Under this line are the records; write out word for word the part that begins at the line containing "pub fn new()" and ends at the line containing "Sub-query fields are", and no more.

[Dataset entries]
===

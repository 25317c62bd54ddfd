//! MySQL dialect.
//!
//! MySQL counts the rows a limited query would have matched through
//! `SQL_CALC_FOUND_ROWS` on the select and a follow-up `SELECT FOUND_ROWS()`.

use super::Dialect;
use crate::query::{LimitSpec, QueryDescriptor};
use crate::statement::Statement;

/// MySQL / MariaDB dialect.
#[derive(Debug, Default, Clone, Copy)]
pub struct MysqlDialect;

impl MysqlDialect {
    /// Creates a new MySQL dialect.
    #[must_use]
    pub const fn new() -> Self {
        Self
    }
}

impl Dialect for MysqlDialect {
    fn name(&self) -> &'static str {
        "mysql"
    }

    fn identifier_quote(&self) -> char {
        '`'
    }

    fn select_modifier(&self, query: &QueryDescriptor) -> Option<&'static str> {
        query.calc_found_rows().then_some("SQL_CALC_FOUND_ROWS")
    }

    fn limit_clause(&self, limit: LimitSpec) -> String {
        format!("LIMIT {}, {}", limit.offset, limit.count)
    }

    fn build_total_rows(&self, _query: &QueryDescriptor) -> Statement {
        Statement::prepare(format!("SELECT FOUND_ROWS() AS {}", self.total_rows_column()))
    }
}
//! Key/value entity storage with snapshot diffing.
//!
//! A [`Record`] holds the current field values of one row, the snapshot taken
//! when the row was hydrated, and any fields whose value is a sub-query. The
//! difference between snapshot and current data is a [`ChangeSet`].

use std::collections::BTreeMap;

use oxide_record_core::{Row, SqlValue, Statement, ToSqlValue};

/// Field storage for one entity.
#[derive(Debug, Clone, Default, PartialEq)]
pub struct Record {
    data: Row,
    snapshot: Row,
    subqueries: BTreeMap<String, Statement>,
    loaded: bool,
}

impl Record {
    /// Creates an empty, unloaded record.
    #[must_use]
    pub fn new() -> Self {
        Self::default()
    }

    /// Returns a field value.
    #[must_use]
    pub fn get(&self, field: &str) -> Option<&SqlValue> {
        self.data.get(field)
    }

    /// Returns whether the field is set.
    #[must_use]
    pub fn has(&self, field: &str) -> bool {
        self.data.contains_key(field) || self.subqueries.contains_key(field)
    }

    /// Sets a field value, replacing any pending sub-query for it.
    pub fn set<V: ToSqlValue>(&mut self, field: &str, value: V) -> &mut Self {
        self.subqueries.remove(field);
        self.data.insert(field.to_string(), value.to_sql_value());
        self
    }

    /// Sets a field to the result of a sub-query, evaluated by the database
    /// when the entity is saved.
    pub fn set_subquery(&mut self, field: &str, statement: Statement) -> &mut Self {
        self.data.remove(field);
        self.subqueries.insert(field.to_string(), statement);
        self
    }

    /// Removes a field.
    pub fn unset(&mut self, field: &str) -> &mut Self {
        self.data.remove(field);
        self.subqueries.remove(field);
        self
    }

    /// Current field values.
    #[must_use]
    pub const fn data(&self) -> &Row {
        &self.data
    }

    /// Field values as they were at hydration or at the last successful save.
    #[must_use]
    pub const fn snapshot(&self) -> &Row {
        &self.snapshot
    }

    /// Pending sub-query fields.
    #[must_use]
    pub const fn subqueries(&self) -> &BTreeMap<String, Statement> {
        &self.subqueries
    }

    /// Whether the record was hydrated from the database.
    #[must_use]
    pub const fn is_loaded(&self) -> bool {
        self.loaded
    }

    /// Replaces data and snapshot with `row` and marks the record loaded.
    pub fn hydrate(&mut self, row: Row) {
        self.snapshot.clone_from(&row);
        self.data = row;
        self.subqueries.clear();
        self.loaded = true;
    }

    /// Copies the current data into the snapshot. Sub-query fields are
    /// dropped: their value is only known to the database.
    pub fn commit_snapshot(&mut self) {
        self.snapshot.clone_from(&self.data);
        self.subqueries.clear();
    }

    /// Differences between the snapshot and the current data.
    #[must_use]
    pub fn changes(&self) -> ChangeSet {
        let mut changes = ChangeSet::between(&self.snapshot, &self.data);
        for (field, statement) in &self.subqueries {
            changes
                .fields
                .insert(field.clone(), FieldValue::Subquery(statement.clone()));
        }
        changes
    }

    /// Whether any field differs from the snapshot.
    #[must_use]
    pub fn has_changes(&self) -> bool {
        !self.subqueries.is_empty()
            || self
                .data
                .iter()
                .any(|(field, value)| self.snapshot.get(field) != Some(value))
    }
}

/// The value a changed field will be written with.
#[derive(Debug, Clone, PartialEq)]
pub enum FieldValue {
    /// A plain value, bound as a parameter.
    Value(SqlValue),
    /// A sub-query, inlined in parentheses with its own parameters.
    Subquery(Statement),
}

/// Fields whose current value differs from the snapshot.
#[derive(Debug, Clone, Default, PartialEq)]
pub struct ChangeSet {
    fields: BTreeMap<String, FieldValue>,
}

impl ChangeSet {
    /// Compares two field maps. A field is changed when it is present in
    /// `current` and absent from or different in `snapshot`. Fields only in
    /// the snapshot are not changes.
    #[must_use]
    pub fn between(snapshot: &Row, current: &Row) -> Self {
        let fields = current
            .iter()
            .filter(|(field, value)| snapshot.get(*field) != Some(*value))
            .map(|(field, value)| (field.clone(), FieldValue::Value(value.clone())))
            .collect();
        Self { fields }
    }

    /// Whether nothing changed.
    #[must_use]
    pub fn is_empty(&self) -> bool {
        self.fields.is_empty()
    }

    /// Number of changed fields.
    #[must_use]
    pub fn len(&self) -> usize {
        self.fields.len()
    }

    /// Returns whether `field` changed.
    #[must_use]
    pub fn contains(&self, field: &str) -> bool {
        self.fields.contains_key(field)
    }

    /// Changed fields in name order.
    pub fn iter(&self) -> impl Iterator<Item = (&str, &FieldValue)> {
        self.fields.iter().map(|(k, v)| (k.as_str(), v))
    }
}

#[cfg(test)]
mod tests {
    use super::*;

    fn row(pairs: &[(&str, SqlValue)]) -> Row {
        pairs
            .iter()
            .map(|(k, v)| ((*k).to_string(), v.clone()))
            .collect()
    }

    #[test]
    fn test_hydrate_sets_snapshot() {
        let mut record = Record::new();
        record.hydrate(row(&[("id", SqlValue::Int(5)), ("name", SqlValue::Text("Ann".into()))]));

        assert!(record.is_loaded());
        assert_eq!(record.data(), record.snapshot());
        assert!(!record.has_changes());
        assert!(record.changes().is_empty());
    }

    #[test]
    fn test_change_set_between() {
        let snapshot = row(&[("id", SqlValue::Int(1)), ("name", SqlValue::Text("Ann".into()))]);
        let current = row(&[
            ("id", SqlValue::Int(1)),
            ("name", SqlValue::Text("Bob".into())),
            ("email", SqlValue::Text("bob@example.com".into())),
        ]);

        let changes = ChangeSet::between(&snapshot, &current);
        assert_eq!(changes.len(), 2);
        assert!(changes.contains("name"));
        assert!(changes.contains("email"));
        assert!(!changes.contains("id"));
    }

    #[test]
    fn test_setting_same_value_is_not_a_change() {
        let mut record = Record::new();
        record.hydrate(row(&[("name", SqlValue::Text("Ann".into()))]));
        record.set("name", "Ann");
        assert!(!record.has_changes());
    }

    #[test]
    fn test_subquery_is_always_a_change() {
        let mut record = Record::new();
        record.hydrate(row(&[("total", SqlValue::Int(3))]));
        record.set_subquery("total", Statement::prepare("SELECT COUNT(*) FROM orders"));

        assert!(record.has_changes());
        assert!(record.get("total").is_none());
        assert!(record.has("total"));
        assert!(matches!(
            record.changes().iter().next(),
            Some(("total", FieldValue::Subquery(_)))
        ));
    }

    #[test]
    fn test_commit_snapshot_drops_subqueries() {
        let mut record = Record::new();
        record.set("name", "Ann");
        record.set_subquery("total", Statement::prepare("SELECT 1"));
        record.commit_snapshot();

        assert!(!record.has_changes());
        assert!(record.subqueries().is_empty());
        assert_eq!(record.snapshot().get("name"), Some(&SqlValue::Text("Ann".into())));
    }
}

===

#### SOLUTION FOR THIS PROBLEM:
    pub fn new() -> Self {
        Self::default()
    }

    /// Returns a field value.
    #[must_use]
    pub fn get(&self, field: &str) -> Option<&SqlValue> {
        self.data.get(field)
    }

    /// Returns whether the field is set.
    #[must_use]
    pub fn has(&self, field: &str) -> bool {
        self.data.contains_key(field) || self.subqueries.contains_key(field)
    }

    /// Sets a field value, replacing any pending sub-query for it.
    pub fn set<V: ToSqlValue>(&mut self, field: &str, value: V) -> &mut Self {
        self.subqueries.remove(field);
        self.data.insert(field.to_string(), value.to_sql_value());
        self
    }

    /// Sets a field to the result of a sub-query, evaluated by the database
    /// when the entity is saved.
    pub fn set_subquery(&mut self, field: &str, statement: Statement) -> &mut Self {
        self.data.remove(field);
        self.subqueries.insert(field.to_string(), statement);
        self
    }

    /// Removes a field.
    pub fn unset(&mut self, field: &str) -> &mut Self {
        self.data.remove(field);
        self.subqueries.remove(field);
        self
    }

    /// Current field values.
    #[must_use]
    pub const fn data(&self) -> &Row {
        &self.data
    }

    /// Field values as they were at hydration or at the last successful save.
    #[must_use]
    pub const fn snapshot(&self) -> &Row {
        &self.snapshot
    }

    /// Pending sub-query fields.
    #[must_use]
    pub const fn subqueries(&self) -> &BTreeMap<String, Statement> {
        &self.subqueries
    }

    /// Whether the record was hydrated from the database.
    #[must_use]
    pub const fn is_loaded(&self) -> bool {
        self.loaded
    }

    /// Replaces data and snapshot with `row` and marks the record loaded.
    pub fn hydrate(&mut self, row: Row) {
        self.snapshot.clone_from(&row);
        self.data = row;
        self.subqueries.clear();
        self.loaded = true;
    }

    /// Copies the current data into the snapshot. Sub-query fields are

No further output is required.